Faire reposer ses activités sur plusieurs produits agricoles afin de stabiliser revenus et marges : voilà l’orientation stratégique prise par Sifca il y a une dizaine d’années. Mais aujourd’hui, le géant agro-industriel ivoirien se retrouve dans l’impasse. Depuis début 2011, le prix du caoutchouc a été divisé par trois et celui de l’huile de palme par deux, entraînant un recul de 13,1 % des revenus en trois ans et surtout un effondrement des profits, passés de 101 milliards de F CFA (près de 154 millions d’euros) en 2011 – un record – à 6 milliards en 2014. Alors que les cours de ces deux matières premières agricoles ne semblent pas partis pour retrouver leurs niveaux d’antan, les dirigeants de Sifca ont décidé d’accélérer leur politique de maîtrise des coûts. En jouant évidemment sur les frais généraux, mais pas seulement.
Dans l’hévéa, le groupe entend abaisser le coût de production de 1,10 à 1 euro et poursuit sa collaboration avec Michelin afin de développer un caoutchouc de meilleure qualité. L’objectif d’ici à dix ans : faire passer la production de 160 000 tonnes par an à 400 000 tonnes grâce aux investissements en cours.
Côté oléagineux, un comité exécutif spécial vient d’être mis en place, dans lequel les quatre actionnaires sont représentés : Pierre Billon, président du groupe, Alassane Doumbia, vice-président et premier actionnaire individuel, ainsi que les dirigeants de deux géants singapouriens du secteur, Ranveer Chauhan, patron d’Olam pour l’huile de palme et le caoutchouc en Afrique, et Kodey Rao, dirigeant de Wilmar Africa. Tout en conservant son poste chez le numéro un mondial de l’huile de palme, ce dernier sera coordonnateur du comité et à ce titre véritable patron du pôle oléagineux de Sifca.
Le sujet faisait débat depuis deux ans environ. « Il est dommage que les actionnaires majoritaires aient donné les clés du pôle oléagineux [environ la moitié des revenus] à Wilmar qui, même s’il est actionnaire minoritaire de Sifca, reste aussi un potentiel concurrent », explique un proche du groupe, reflétant l’inquiétude de certains employés. Une vision des choses rejetée en bloc par la direction. « Cette organisation n’est absolument pas un désengagement en faveur de Wilmar, rétorque Bertrand Vignes, directeur général. Nous avons avant tout choisi une personne compétente. » Ancien dirigeant de Bidco (« l’Unilever est-africain », basé au Kenya), Kodey Rao a développé la coentreprise créée en Ouganda avec Wilmar avant de rejoindre le groupe singapourien et de gérer les opérations acquises à partir de 2011 au Ghana.

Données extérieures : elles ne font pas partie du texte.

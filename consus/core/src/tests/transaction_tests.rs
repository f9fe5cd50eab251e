// Copyright (c) Consus Contributors
// SPDX-License-Identifier: Apache-2.0

use std::time::Duration;

use consus_config::CommId;

use crate::tests::{deploy_txmans, eventually};
use crate::transaction::TxState;
use crate::types::{TransactionGroup, TransactionId, Vote};

fn client() -> CommId {
    CommId::new(7777)
}

#[tokio::test(flavor = "multi_thread")]
async fn exactly_a_majority_of_durable_acks_advances() {
    // Five members configured, but member 0 is cut off from the rest; the
    // other members' durable acknowledgements are injected by hand.
    let deployment = deploy_txmans(0, 5, 1);
    let group = deployment.cluster.config.groups[0].clone();
    let tm = deployment.txmans[0].clone();
    for member in &group.members[1..] {
        deployment.network.partition(group.members[0], *member);
    }

    let txid = TransactionId::new(group.id, 1_000_000, 1);
    let tg = TransactionGroup::home(txid);
    let tx = tm.transaction(tg);
    tx.begin(client(), 1, txid.start, &group, vec![group.id], &tm);
    tx.prepare(client(), 2, 1, &tm);

    // The node's own log write supplies the first durable bit.
    assert!(
        eventually(Duration::from_secs(5), || tm.log_durable_upper_bound() >= 2).await,
        "own log writes should become durable"
    );

    // One further ack is two of five: not a quorum.
    tx.paxos_2b(group.members[1], 0, &tm);
    tx.paxos_2b(group.members[1], 1, &tm);
    tokio::time::sleep(Duration::from_millis(200)).await;
    assert_eq!(tx.state(), TxState::Executing);

    // A third ack reaches the majority and the vote begins.
    tx.paxos_2b(group.members[2], 0, &tm);
    tx.paxos_2b(group.members[2], 1, &tm);
    assert!(
        eventually(Duration::from_secs(5), || tx.state() >= TxState::LocalCommitVote).await,
        "a majority of durable acks should start the local vote"
    );
}

#[tokio::test(flavor = "multi_thread")]
async fn duplicate_begin_merges_into_one_operation() {
    let deployment = deploy_txmans(0, 1, 1);
    let group = deployment.cluster.config.groups[0].clone();
    let tm = deployment.txmans[0].clone();

    let txid = TransactionId::new(group.id, 2_000_000, 2);
    let tg = TransactionGroup::home(txid);
    let tx = tm.transaction(tg);
    tx.begin(client(), 1, txid.start, &group, vec![group.id], &tm);
    tx.begin(client(), 1, txid.start, &group, vec![group.id], &tm);
    assert_eq!(tx.ops_len(), 1);

    // A single-member group decides alone; an idempotent retry must not have
    // poisoned the preference.
    tx.prepare(client(), 2, 1, &tm);
    assert!(
        eventually(Duration::from_secs(10), || {
            tm.disposition(&tg) == Some(Vote::Commit)
        })
        .await,
        "the duplicate begin should still commit"
    );
}

#[tokio::test(flavor = "multi_thread")]
async fn wound_flips_the_vote_to_abort() {
    let deployment = deploy_txmans(0, 1, 1);
    let group = deployment.cluster.config.groups[0].clone();
    let tm = deployment.txmans[0].clone();

    let txid = TransactionId::new(group.id, 3_000_000, 3);
    let tg = TransactionGroup::home(txid);
    let tx = tm.transaction(tg);
    tx.begin(client(), 1, txid.start, &group, vec![group.id], &tm);
    tx.wound(&tm);
    tx.prepare(client(), 2, 1, &tm);

    assert!(
        eventually(Duration::from_secs(10), || {
            tm.disposition(&tg) == Some(Vote::Abort)
        })
        .await,
        "a wounded transaction must abort"
    );
}

#[tokio::test(flavor = "multi_thread")]
async fn mismatched_retry_prefers_abort() {
    let deployment = deploy_txmans(0, 1, 1);
    let group = deployment.cluster.config.groups[0].clone();
    let tm = deployment.txmans[0].clone();

    let txid = TransactionId::new(group.id, 4_000_000, 4);
    let tg = TransactionGroup::home(txid);
    let tx = tm.transaction(tg);
    tx.begin(client(), 1, txid.start, &group, vec![group.id], &tm);
    tx.write(
        client(),
        2,
        1,
        bytes::Bytes::from_static(b"t"),
        bytes::Bytes::from_static(b"k"),
        bytes::Bytes::from_static(b"v1"),
        &tm,
    );
    assert!(tx.prefers_commit());

    // A "retry" carrying a different value is not idempotent; the slot merge
    // must refuse it and flip the preference to abort.
    tx.write(
        client(),
        3,
        1,
        bytes::Bytes::from_static(b"t"),
        bytes::Bytes::from_static(b"k"),
        bytes::Bytes::from_static(b"v2"),
        &tm,
    );
    assert!(!tx.prefers_commit());
    assert_eq!(tx.ops_len(), 2);
}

Les profits ont reculé, passant de 8,2 milliards de F CFA en 2010 à 4,6 milliards en moyenne sur les quatre dernières années.

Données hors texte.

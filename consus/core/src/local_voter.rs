// Copyright (c) Consus Contributors
// SPDX-License-Identifier: Apache-2.0

//! The per-data-center voter: one Paxos synod per member of the home group,
//! each deciding that member's commit-or-abort vote. A majority of member
//! votes determines the data center's outcome.
//!
//! Every phase transition that binds the acceptor (1a, 2a) is logged before
//! the acknowledgement is sent, so the voter's effective input replays after
//! a crash.

use std::time::Instant;

use consus_config::{CommId, MemberState, PaxosGroup};
use parking_lot::Mutex;
use tracing::{debug, error};

use crate::message::{LogEntry, Message};
use crate::node::TransactionManager;
use crate::paxos_synod::{Ballot, PValue, PaxosSynod, Phase};
use crate::types::{TransactionGroup, Vote, VOTE_ABORT, VOTE_COMMIT};

struct LocalVoterInner {
    initialized: bool,
    group: PaxosGroup,
    synods: Vec<PaxosSynod>,
    // Last phase broadcast per slot, for retransmit suppression.
    sent: Vec<Option<(Phase, Instant)>>,
    preferred: Option<u64>,
    outcome: Option<u64>,
    outcome_in_dispositions: bool,
}

pub(crate) struct LocalVoter {
    tg: TransactionGroup,
    inner: Mutex<LocalVoterInner>,
}

impl LocalVoter {
    pub fn new(tg: TransactionGroup) -> Self {
        Self {
            tg,
            inner: Mutex::new(LocalVoterInner {
                initialized: false,
                group: PaxosGroup::default(),
                synods: Vec::new(),
                sent: Vec::new(),
                preferred: None,
                outcome: None,
                outcome_in_dispositions: false,
            }),
        }
    }

    pub fn finished(&self) -> bool {
        let inner = self.inner.lock();
        !inner.initialized || inner.outcome_in_dispositions
    }

    /// First preference wins; later calls are no-ops.
    pub fn set_preferred_vote(&self, vote: u64) {
        let mut inner = self.inner.lock();
        if inner.preferred.is_none() {
            inner.preferred = Some(vote);
        }
    }

    /// A wound flips the preference to abort outright.
    pub fn preempt(&self) {
        self.inner.lock().preferred = Some(VOTE_ABORT);
    }

    pub fn outcome(&self) -> Option<u64> {
        self.inner.lock().outcome
    }

    pub fn vote_1a(&self, from: CommId, idx: usize, ballot: Ballot, tm: &TransactionManager) {
        let mut inner = self.inner.lock();
        if !self.preconditions(&mut inner, tm) {
            return;
        }
        if idx >= inner.group.size() {
            error!("{} instance[{idx}] dropping 1a with invalid index", self.tg);
            return;
        }
        if from != ballot.leader {
            error!(
                "{} instance[{idx}] dropping 1a led by {} received from {from}",
                self.tg, ballot.leader
            );
            return;
        }
        debug!("{} instance[{idx}] asked to follow {ballot:?}", self.tg);
        let (promised, accepted) = inner.synods[idx].phase1a(ballot);
        let entry = LogEntry::LocalVote1a {
            tg: self.tg,
            idx: idx as u8,
            ballot,
        };
        if let Some(seqno) = tm.append_log(&entry) {
            tm.send_when_durable(
                seqno,
                ballot.leader,
                Message::LvVote1b {
                    tg: self.tg,
                    idx: idx as u8,
                    ballot: promised,
                    pvalue: accepted,
                },
            );
        }
    }

    pub fn vote_1b(
        &self,
        from: CommId,
        idx: usize,
        ballot: Ballot,
        pvalue: PValue,
        tm: &TransactionManager,
    ) {
        let mut inner = self.inner.lock();
        if !self.preconditions(&mut inner, tm) {
            return;
        }
        if idx >= inner.group.size() {
            error!("{} dropping 1b with invalid index", self.tg);
            return;
        }
        inner.synods[idx].phase1b(from, ballot, pvalue);
        self.work(&mut inner, tm);
    }

    pub fn vote_2a(&self, from: CommId, idx: usize, pvalue: PValue, tm: &TransactionManager) {
        let mut inner = self.inner.lock();
        if !self.preconditions(&mut inner, tm) {
            return;
        }
        if idx >= inner.group.size() {
            error!("{} instance[{idx}] dropping 2a with invalid index", self.tg);
            return;
        }
        if from != pvalue.ballot.leader {
            error!(
                "{} instance[{idx}] dropping 2a led by {} received from {from}",
                self.tg, pvalue.ballot.leader
            );
            return;
        }
        if inner.synods[idx].phase2a(pvalue) {
            debug!(
                "{} instance[{idx}] accepted decision {}",
                self.tg,
                vote_name(pvalue.value)
            );
            let entry = LogEntry::LocalVote2a {
                tg: self.tg,
                idx: idx as u8,
                pvalue,
            };
            if let Some(seqno) = tm.append_log(&entry) {
                tm.send_when_durable(
                    seqno,
                    pvalue.ballot.leader,
                    Message::LvVote2b {
                        tg: self.tg,
                        idx: idx as u8,
                        pvalue,
                    },
                );
            }
        } else {
            debug!(
                "{} instance[{idx}] ignoring 2a; following a higher ballot",
                self.tg
            );
        }
    }

    pub fn vote_2b(&self, from: CommId, idx: usize, pvalue: PValue, tm: &TransactionManager) {
        let mut inner = self.inner.lock();
        if !self.preconditions(&mut inner, tm) {
            return;
        }
        if idx >= inner.group.size() {
            error!("{} instance[{idx}] dropping 2b with invalid index", self.tg);
            return;
        }
        let before = inner.synods[idx].phase();
        inner.synods[idx].phase2b(from, pvalue);
        if before != Phase::Learned && inner.synods[idx].phase() == Phase::Learned {
            let entry = LogEntry::LocalLearn {
                tg: self.tg,
                idx: idx as u8,
                value: inner.synods[idx].learned(),
            };
            tm.append_log(&entry);
            debug!(
                "{} instance[{idx}] decided {}; votes now {}",
                self.tg,
                vote_name(inner.synods[idx].learned()),
                self.votes(&inner)
            );
        }
        self.work(&mut inner, tm);
    }

    pub fn vote_learn(&self, idx: usize, value: u64, tm: &TransactionManager) {
        let mut inner = self.inner.lock();
        if !self.preconditions(&mut inner, tm) {
            return;
        }
        if idx >= inner.group.size() {
            error!(
                "{} instance[{idx}] dropping learn with invalid index",
                self.tg
            );
            return;
        }
        if inner.synods[idx].phase() == Phase::Learned && inner.synods[idx].learned() != value {
            // Quorums never learn two values; if this fires the disk or the
            // peer is lying to us.
            error!(
                "{} instance[{idx}] learned inconsistent values: {} vs {}",
                self.tg,
                vote_name(inner.synods[idx].learned()),
                vote_name(value)
            );
        } else if inner.synods[idx].phase() != Phase::Learned {
            let entry = LogEntry::LocalLearn {
                tg: self.tg,
                idx: idx as u8,
                value,
            };
            tm.append_log(&entry);
        }
        inner.synods[idx].force_learn(value);
        self.work(&mut inner, tm);
    }

    pub fn externally_work_state_machine(&self, tm: &TransactionManager) {
        let mut inner = self.inner.lock();
        self.work(&mut inner, tm);
    }

    fn preconditions(&self, inner: &mut LocalVoterInner, tm: &TransactionManager) -> bool {
        if let Some(vote) = tm.dispositions().get(&self.tg) {
            inner.outcome_in_dispositions = true;
            inner.outcome = Some(vote.as_u64());
            return false;
        }
        if !inner.initialized {
            let config = tm.config();
            let Some(group) = config.get_group(self.tg.group) else {
                return false;
            };
            inner.group = group.clone();
            inner.synods = group
                .members
                .iter()
                .map(|_| PaxosSynod::new(tm.own_id(), group.clone()))
                .collect();
            inner.sent = vec![None; group.size()];
            inner.initialized = true;
        }
        true
    }

    fn work(&self, inner: &mut LocalVoterInner, tm: &TransactionManager) {
        if !self.preconditions(inner, tm) {
            return;
        }
        let Some(our_idx) = inner.group.index(tm.own_id()) else {
            return;
        };

        if let Some(preferred) = inner.preferred {
            self.work_paxos_vote(inner, our_idx, preferred, tm);
        }

        // Step in for crashed members, in index order, voting abort on their
        // behalf to restore liveness.
        let config = tm.config();
        for i in 1..inner.group.size() {
            let idx = (our_idx + i) % inner.group.size();
            if config.txman_state(inner.group.members[idx]) == Some(MemberState::Online) {
                break;
            }
            self.work_paxos_vote(inner, idx, VOTE_ABORT, tm);
        }

        let mut voted = 0;
        let mut committed = 0;
        for synod in &inner.synods {
            if synod.phase() == Phase::Learned {
                voted += 1;
                match synod.learned() {
                    VOTE_COMMIT => committed += 1,
                    VOTE_ABORT => {}
                    other => {
                        error!("{} synod learned invalid value {other}", self.tg)
                    }
                }
            }
        }
        let aborted = voted - committed;
        if aborted >= inner.group.quorum() {
            inner.outcome = Some(VOTE_ABORT);
        }
        if committed >= inner.group.quorum() {
            inner.outcome = Some(VOTE_COMMIT);
        }

        if tm.dispositions().has(&self.tg) {
            inner.outcome_in_dispositions = true;
        }
    }

    fn work_paxos_vote(
        &self,
        inner: &mut LocalVoterInner,
        idx: usize,
        preferred: u64,
        tm: &TransactionManager,
    ) {
        let phase = inner.synods[idx].phase();
        let message = match phase {
            Phase::Phase1 => {
                let ballot = inner.synods[idx].phase1();
                Message::LvVote1a {
                    tg: self.tg,
                    idx: idx as u8,
                    ballot,
                }
            }
            Phase::Phase2 => {
                let pvalue = inner.synods[idx].phase2(preferred);
                Message::LvVote2a {
                    tg: self.tg,
                    idx: idx as u8,
                    pvalue,
                }
            }
            Phase::Learned => Message::LvVoteLearn {
                tg: self.tg,
                idx: idx as u8,
                value: inner.synods[idx].learned(),
            },
        };

        let now = Instant::now();
        let resend = tm.resend_interval();
        let stale = match inner.sent[idx] {
            Some((sent_phase, at)) => {
                sent_phase != phase || now.duration_since(at) >= resend
            }
            None => true,
        };
        if stale {
            tm.send_group(&inner.group, message);
            inner.sent[idx] = Some((phase, now));
        }
    }

    fn votes(&self, inner: &LocalVoterInner) -> String {
        inner
            .synods
            .iter()
            .map(|synod| {
                if synod.phase() == Phase::Learned {
                    match Vote::from_u64(synod.learned()) {
                        Some(Vote::Commit) => 'C',
                        Some(Vote::Abort) => 'A',
                        None => 'E',
                    }
                } else {
                    '?'
                }
            })
            .collect()
    }
}

fn vote_name(value: u64) -> &'static str {
    match Vote::from_u64(value) {
        Some(Vote::Commit) => "COMMIT",
        Some(Vote::Abort) => "ABORT",
        None => "???",
    }
}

Pour justifier sa nomination, la direction rappelle le rôle important joué par ses partenaires. Outre Michelin – dont Bertrand Vignes est un ex-dirigeant -, Wilmar épaule Sifca depuis son entrée au tour de table en 2008. Il a notamment détaché des employés afin d’aider les filiales Sania (pour la construction de la raffinerie d’Abidjan) et Palmci.
Urgence
Mais si Sifca décide aujourd’hui de confier le pilotage de son pôle oléagineux à l’un des actionnaires, c’est parce qu’il y a urgence. Malgré une forte augmentation des revenus générés par Sifca dans les huiles, de 134 milliards de F CFA en 2010 à 230 milliards en 2013, les profits ont reculé, passant de 8,2 milliards en 2010 à 4,6 milliards en moyenne sur les quatre dernières années. Pis : après un bond en 2009 – qui a suivi l’arrivée des géants singapouriens Olam et Wilmar -, le rendement des plantations de la principale filiale du groupe dans l’huile de palme, Palmci, a baissé. Il est ainsi passé de 16,4 tonnes à l’hectare à 15,5 tonnes en 2014… « Les coûts de production sont de 500 dollars [455 euros] dans nos plantations industrielles et de 600 dollars dans nos plantations villageoises, constate Alassane Doumbia. Selon nos évaluations, nous pouvons descendre à 400 et à 450 dollars. Ce serait 25 millions de dollars de bénéfices supplémentaires. » L’objectif est d’y parvenir d’ici un à deux ans.
La mise en place de la solution SAP (un des leaders mondiaux des logiciels de gestion) devrait aussi permettre de rationaliser et d’optimiser les processus de production, de fabrication et de transport. La solution vient d’être déployée à Palmci et le sera bientôt à Sania.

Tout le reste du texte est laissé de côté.